NEW ORLEANS (AP) — Noise from hundreds of chanting immigration activists outside a federal appeals court building competed at times Friday with lawyers arguing inside over President Barack Obama's proposal to shield an estimated 5 million people from deportation who are in the U.S. illegally.
"The three judges felt the vibrancy and power of our movement," said Marielena Hincapie, of the National Immigration Law Center, speaking to the crowd that rallied while a panel of the 5th U.S. Circuit Court of Appeals heard the case.
Demonstrators gathered on the steps of the federal courthouse with permission from authorities, their chanting mixed with speeches in English and Spanish and music from a brass band. Activists criticized Republican resistance to the Obama program and called for policies that let immigrants stay and work in the country.
The crowd spilled into a blocked-off street and a nearby park. Organizers said there would be acts of "civil disobedience." Police were seen escorting some away from an intersection near the court building. Police spokesman Frank Robertson said 14 people were issued summonses for obstructing public passages.
Inside the courthouse, the judges heard the latest versions of now-familiar arguments, with an attorney for the state of Texas arguing that Obama's program amounted to executive overreach, and an Obama administration attorney saying the executive branch was within its rights in deciding to defer deportation of selected groups of immigrants.
Obama announced the plan in November. Republicans in Congress were highly critical and a federal judge in Texas, siding with Texas and 25 other states, issued an injunction, which the Obama administration appealed.
It was unclear when the appeals court would rule. A ruling against the administration would further dim prospects of implementation of the executive action before Obama leaves office in 2016. Appeals would take months and, depending on how the case unfolds, it could go back to the Texas federal court for more proceedings.

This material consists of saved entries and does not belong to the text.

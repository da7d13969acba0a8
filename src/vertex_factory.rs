//! Vertex Factories
//!
//! A vertex factory describes how a section's vertices reach the vertex
//! shader. Every section owns one factory per kind it can need:
//!
//! | Kind | Vertex shader input |
//! |------|---------------------|
//! | [`FactoryKind::Base`] | static vertices, skinned in the vertex shader |
//! | [`FactoryKind::Morph`] | static vertices + morph vertex buffer |
//! | [`FactoryKind::Cloth`] | static vertices + cloth simulation buffer |
//! | [`FactoryKind::Passthrough`] | skin cache output, no skinning |
//!
//! Each frame the mesh object picks one of the first three by precedence
//! `Cloth > Morph > Base` and uploads its bone (and cloth) data. The skin
//! cache reads the same buffers for its compute pass.
//!
//! Bone data is double-buffered: the current and previous frame's matrices
//! live in two pooled buffers and a revision change swaps their roles.

use std::sync::atomic::{AtomicU64, Ordering};

use bitflags::bitflags;
use bytemuck::{Pod, Zeroable};
use glam::Mat4;

use crate::device::BufferHandle;
use crate::errors::Result;
use crate::frame::FrameContext;
use crate::mesh::{CLOTH_VERTEX_STRIDE, ClothSimData, RenderSection, StaticVertexBuffers};
use crate::pool::{BoneBufferPool, ClothBufferPool, PooledBuffer};

/// Bytes of one bone matrix as uploaded (3x4 `f32`).
pub const BONE_MATRIX_STRIDE: u64 = 48;

static NEXT_FACTORY_ID: AtomicU64 = AtomicU64::new(1);

/// Process-unique vertex factory identity; the skin cache tags outputs with it.
#[derive(Debug, Clone, Copy, PartialEq, Eq, Hash, PartialOrd, Ord)]
pub struct VertexFactoryId(u64);

impl VertexFactoryId {
    fn next() -> Self {
        Self(NEXT_FACTORY_ID.fetch_add(1, Ordering::Relaxed))
    }

    #[must_use]
    pub fn value(self) -> u64 {
        self.0
    }
}

#[derive(Debug, Clone, Copy, PartialEq, Eq, Hash)]
pub enum FactoryKind {
    Base,
    Morph,
    Cloth,
    Passthrough,
}

bitflags! {
    /// Extra inputs a factory reads.
    #[derive(Clone, Copy, Debug, PartialEq, Eq, Hash, Default)]
    pub struct FactoryCaps: u32 {
        const HAS_MORPH_DATA = 1 << 0;
        const HAS_CLOTH_DATA = 1 << 1;
    }
}

impl FactoryKind {
    #[must_use]
    pub fn caps(self) -> FactoryCaps {
        match self {
            Self::Base | Self::Passthrough => FactoryCaps::empty(),
            Self::Morph => FactoryCaps::HAS_MORPH_DATA,
            Self::Cloth => FactoryCaps::HAS_MORPH_DATA | FactoryCaps::HAS_CLOTH_DATA,
        }
    }

    /// Precedence used when several kinds apply.
    #[must_use]
    pub fn select(use_cloth: bool, use_morph: bool) -> Self {
        if use_cloth {
            Self::Cloth
        } else if use_morph {
            Self::Morph
        } else {
            Self::Base
        }
    }
}

// ─── Bone data ────────────────────────────────────────────────────────────────

/// One bone matrix in upload layout: the transposed upper 3x4 of the
/// reference-to-local matrix (three rows).
#[repr(C)]
#[derive(Debug, Clone, Copy, PartialEq, Pod, Zeroable)]
pub struct BoneMatrix3x4 {
    pub rows: [[f32; 4]; 3],
}

impl From<&Mat4> for BoneMatrix3x4 {
    fn from(m: &Mat4) -> Self {
        Self {
            rows: [m.row(0).to_array(), m.row(1).to_array(), m.row(2).to_array()],
        }
    }
}

/// Gathers the section's bones out of the full reference-to-local array.
#[must_use]
pub fn pack_bone_matrices(ref_to_local: &[Mat4], bone_map: &[u16]) -> Vec<BoneMatrix3x4> {
    bone_map
        .iter()
        .map(|&bone| {
            ref_to_local
                .get(bone as usize)
                .map_or_else(|| BoneMatrix3x4::from(&Mat4::IDENTITY), BoneMatrix3x4::from)
        })
        .collect()
}

/// Double-buffered bone matrix storage of one factory.
#[derive(Debug, Default)]
pub struct BoneShaderData {
    buffers: [Option<PooledBuffer>; 2],
    current: usize,
    revision: Option<u32>,
}

impl BoneShaderData {
    /// Swaps current/previous roles when `revision` differs from the last one.
    pub fn set_current_revision(&mut self, revision: u32) {
        match self.revision {
            Some(r) if r == revision => {}
            Some(_) => {
                self.current ^= 1;
                self.revision = Some(revision);
            }
            None => self.revision = Some(revision),
        }
    }

    #[must_use]
    pub fn revision(&self) -> Option<u32> {
        self.revision
    }

    /// Uploads bones into the current (or previous) buffer, resizing it
    /// through the pool if the section's bone count changed.
    pub fn update(
        &mut self,
        ctx: &mut FrameContext<'_>,
        pool: &mut BoneBufferPool,
        ref_to_local: &[Mat4],
        bone_map: &[u16],
        revision: u32,
        previous: bool,
    ) -> Result<()> {
        self.set_current_revision(revision);
        let slot = self.current ^ usize::from(previous);

        let packed = pack_bone_matrices(ref_to_local, bone_map);
        let bytes: &[u8] = bytemuck::cast_slice(&packed);
        let needed = BoneBufferPool::pooled_size(bytes.len() as u64);

        let reuse = matches!((&self.buffers[slot], needed), (Some(b), Some(n)) if b.size() == n);
        if !reuse {
            if let Some(old) = self.buffers[slot].take() {
                pool.release_after(old, ctx.frame_fence());
            }
            self.buffers[slot] = Some(pool.acquire(ctx.device(), bytes.len() as u64)?);
        }

        if let Some(buffer) = &self.buffers[slot]
            && !bytes.is_empty()
        {
            ctx.write_buffer(buffer.handle(), 0, bytes);
        }
        Ok(())
    }

    /// Buffer with the current (or previous) matrices. Falls back to the
    /// current buffer when no previous upload exists yet.
    #[must_use]
    pub fn buffer(&self, previous: bool) -> Option<BufferHandle> {
        let slot = self.current ^ usize::from(previous);
        self.buffers[slot]
            .as_ref()
            .or(self.buffers[self.current].as_ref())
            .map(PooledBuffer::handle)
    }

    pub fn release(&mut self, ctx: &FrameContext<'_>, pool: &mut BoneBufferPool) {
        for buffer in self.buffers.iter_mut().filter_map(Option::take) {
            pool.release_after(buffer, ctx.frame_fence());
        }
        self.revision = None;
        self.current = 0;
    }
}

// ─── Cloth data ───────────────────────────────────────────────────────────────

#[derive(Debug)]
pub struct ClothShaderData {
    buffer: Option<PooledBuffer>,
    pub local_to_world: Mat4,
    pub blend_weight: f32,
}

impl Default for ClothShaderData {
    fn default() -> Self {
        Self {
            buffer: None,
            local_to_world: Mat4::IDENTITY,
            blend_weight: 0.0,
        }
    }
}

impl ClothShaderData {
    /// Uploads simulated positions and normals (24 bytes per vertex).
    pub fn update(
        &mut self,
        ctx: &mut FrameContext<'_>,
        pool: &mut ClothBufferPool,
        sim: &ClothSimData,
        blend_weight: f32,
    ) -> Result<()> {
        let packed = sim.packed();
        let size = packed.len() as u64 * CLOTH_VERTEX_STRIDE;
        let needed = ClothBufferPool::pooled_size(size);

        let reuse = matches!((&self.buffer, needed), (Some(b), Some(n)) if b.size() == n);
        if !reuse {
            if let Some(old) = self.buffer.take() {
                pool.release_after(old, ctx.frame_fence());
            }
            self.buffer = Some(pool.acquire(ctx.device(), size)?);
        }

        if let Some(buffer) = &self.buffer
            && !packed.is_empty()
        {
            ctx.write_pod(buffer.handle(), &packed);
        }
        self.local_to_world = sim.local_to_world;
        self.blend_weight = blend_weight;
        Ok(())
    }

    #[must_use]
    pub fn buffer(&self) -> Option<BufferHandle> {
        self.buffer.as_ref().map(PooledBuffer::handle)
    }

    pub fn release(&mut self, ctx: &FrameContext<'_>, pool: &mut ClothBufferPool) {
        if let Some(buffer) = self.buffer.take() {
            pool.release_after(buffer, ctx.frame_fence());
        }
    }
}

// ─── Factories ────────────────────────────────────────────────────────────────

#[derive(Debug)]
pub struct GpuSkinVertexFactory {
    id: VertexFactoryId,
    kind: FactoryKind,
    pub bones: BoneShaderData,
    pub cloth: Option<ClothShaderData>,
}

impl GpuSkinVertexFactory {
    #[must_use]
    pub fn new(kind: FactoryKind) -> Self {
        Self {
            id: VertexFactoryId::next(),
            kind,
            bones: BoneShaderData::default(),
            cloth: kind
                .caps()
                .contains(FactoryCaps::HAS_CLOTH_DATA)
                .then(ClothShaderData::default),
        }
    }

    #[must_use]
    pub fn id(&self) -> VertexFactoryId {
        self.id
    }

    #[must_use]
    pub fn kind(&self) -> FactoryKind {
        self.kind
    }

    #[must_use]
    pub fn caps(&self) -> FactoryCaps {
        self.kind.caps()
    }

    pub fn release(
        &mut self,
        ctx: &FrameContext<'_>,
        bone_pool: &mut BoneBufferPool,
        cloth_pool: &mut ClothBufferPool,
    ) {
        self.bones.release(ctx, bone_pool);
        if let Some(cloth) = &mut self.cloth {
            cloth.release(ctx, cloth_pool);
        }
    }
}

/// The factories of one section.
#[derive(Debug)]
pub struct SectionFactories {
    base: GpuSkinVertexFactory,
    morph: Option<GpuSkinVertexFactory>,
    cloth: Option<GpuSkinVertexFactory>,
    passthrough: VertexFactoryId,
    active: FactoryKind,
}

impl SectionFactories {
    #[must_use]
    pub fn new(has_morph: bool, has_cloth: bool) -> Self {
        Self {
            base: GpuSkinVertexFactory::new(FactoryKind::Base),
            morph: has_morph.then(|| GpuSkinVertexFactory::new(FactoryKind::Morph)),
            cloth: has_cloth.then(|| GpuSkinVertexFactory::new(FactoryKind::Cloth)),
            passthrough: VertexFactoryId::next(),
            active: FactoryKind::Base,
        }
    }

    /// Picks the factory for this frame (`Cloth > Morph > Base`, limited to
    /// the kinds this section has).
    pub fn select(&mut self, use_cloth: bool, use_morph: bool) -> &mut GpuSkinVertexFactory {
        let kind = FactoryKind::select(use_cloth && self.cloth.is_some(), use_morph && self.morph.is_some());
        self.active = kind;
        self.active_mut()
    }

    #[must_use]
    pub fn active_kind(&self) -> FactoryKind {
        self.active
    }

    #[must_use]
    pub fn active(&self) -> &GpuSkinVertexFactory {
        match self.active {
            FactoryKind::Cloth => self.cloth.as_ref().unwrap_or(&self.base),
            FactoryKind::Morph => self.morph.as_ref().unwrap_or(&self.base),
            FactoryKind::Base | FactoryKind::Passthrough => &self.base,
        }
    }

    pub fn active_mut(&mut self) -> &mut GpuSkinVertexFactory {
        match self.active {
            FactoryKind::Cloth if self.cloth.is_some() => self.cloth.as_mut().unwrap_or(&mut self.base),
            FactoryKind::Morph if self.morph.is_some() => self.morph.as_mut().unwrap_or(&mut self.base),
            _ => &mut self.base,
        }
    }

    #[must_use]
    pub fn passthrough_id(&self) -> VertexFactoryId {
        self.passthrough
    }

    pub fn release(
        &mut self,
        ctx: &FrameContext<'_>,
        bone_pool: &mut BoneBufferPool,
        cloth_pool: &mut ClothBufferPool,
    ) {
        self.base.release(ctx, bone_pool, cloth_pool);
        if let Some(f) = &mut self.morph {
            f.release(ctx, bone_pool, cloth_pool);
        }
        if let Some(f) = &mut self.cloth {
            f.release(ctx, bone_pool, cloth_pool);
        }
    }
}

// ─── Vertex source ────────────────────────────────────────────────────────────

/// Skin cache outputs bound by the passthrough factory.
#[derive(Debug, Clone, Copy, PartialEq, Eq)]
pub struct PassthroughBuffers {
    pub positions: BufferHandle,
    pub previous_positions: BufferHandle,
    pub tangents: BufferHandle,
}

/// Where a section's draw call reads its vertices this frame.
#[derive(Debug, Clone, Copy, PartialEq, Eq)]
pub enum VertexSource {
    /// Skin cache output; the vertex shader passes vertices through.
    Passthrough {
        factory: VertexFactoryId,
        buffers: PassthroughBuffers,
    },
    /// Static vertices skinned in the vertex shader.
    Original {
        kind: FactoryKind,
        factory: VertexFactoryId,
        positions: BufferHandle,
        bones: Option<BufferHandle>,
        previous_bones: Option<BufferHandle>,
        morph: Option<BufferHandle>,
        cloth: Option<BufferHandle>,
    },
}

impl VertexSource {
    #[must_use]
    pub fn is_passthrough(&self) -> bool {
        matches!(self, Self::Passthrough { .. })
    }

    /// Uncached source for a section drawn with `factories`' active factory.
    #[must_use]
    pub fn original(
        factories: &SectionFactories,
        buffers: &StaticVertexBuffers,
        morph: Option<BufferHandle>,
        section: &RenderSection,
    ) -> Self {
        let factory = factories.active();
        let caps = factory.caps();
        Self::Original {
            kind: factory.kind(),
            factory: factory.id(),
            positions: buffers.positions,
            bones: section
                .has_bone_influences()
                .then(|| factory.bones.buffer(false))
                .flatten(),
            previous_bones: section
                .has_bone_influences()
                .then(|| factory.bones.buffer(true))
                .flatten(),
            morph: morph.filter(|_| caps.contains(FactoryCaps::HAS_MORPH_DATA)),
            cloth: factory.cloth.as_ref().and_then(ClothShaderData::buffer),
        }
    }
}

Obama's executive orders were intended to expand a program called Deferred Action for Childhood Arrivals, which protects young immigrants from deportation if they were brought to the U.S. illegally as children. The other major part, Deferred Action for Parents of Americans, would extend deportation protections to parents of U.S. citizens and permanent residents who have been in the country for some years.
"All that deferred action confers on an alien is the right to remain here," said Benjamin Mizer, an assistant attorney general arguing for the administration. "It is temporary and revocable."
Scott Keller, representing the Texas Solicitor General's Office, argued that the administration was doing more than simply deferring action. He said the plan would effectively grant a new legal status — legal presence — to people in the country illegally, putting them in line to get permission to work and benefit from Social Security.
Judge Carolyn Dineen King seemed skeptical of that argument at times, noting that deferred action wouldn't change the fact that someone entered the country illegally and would not protect them from deportation under any circumstance. "Based on the unlawful thing that they did to begin with, you can turn them out tomorrow," she said.
Arguments also settled on whether Texas and the states even have the power to challenge the federal executive branch's authority to regulate immigration. Arguments on that issue largely have centered on the costs Texas would incur by having to issue driver licenses to DAPA beneficiaries — an injury, the state argued — that gave them the right to sue.
Two of the judges on Friday's panel, Jerry Smith and Jennifer Walker Elrod, were in the majority on a panel that voted 2-1 in May against allowing the deferred action programs to continue pending the appeal outcome. In that opinion, they disagreed with government contentions that Texas had no standing. They also ruled that the Obama action was subject to judicial review under the federal Administrative Procedures Act, which the Justice Department disputes.
Obama's own statements came into play inside and outside the courtroom. Elrod noted at one point that Obama had once said he would "have to change the law" to implement reforms. Texas' attorney general's office, in a post-hearing news release, noted a statement Obama made last year that he had taken "action to change the law."
It was unclear Friday whether either Smith or Elrod was swayed by any of Friday's arguments.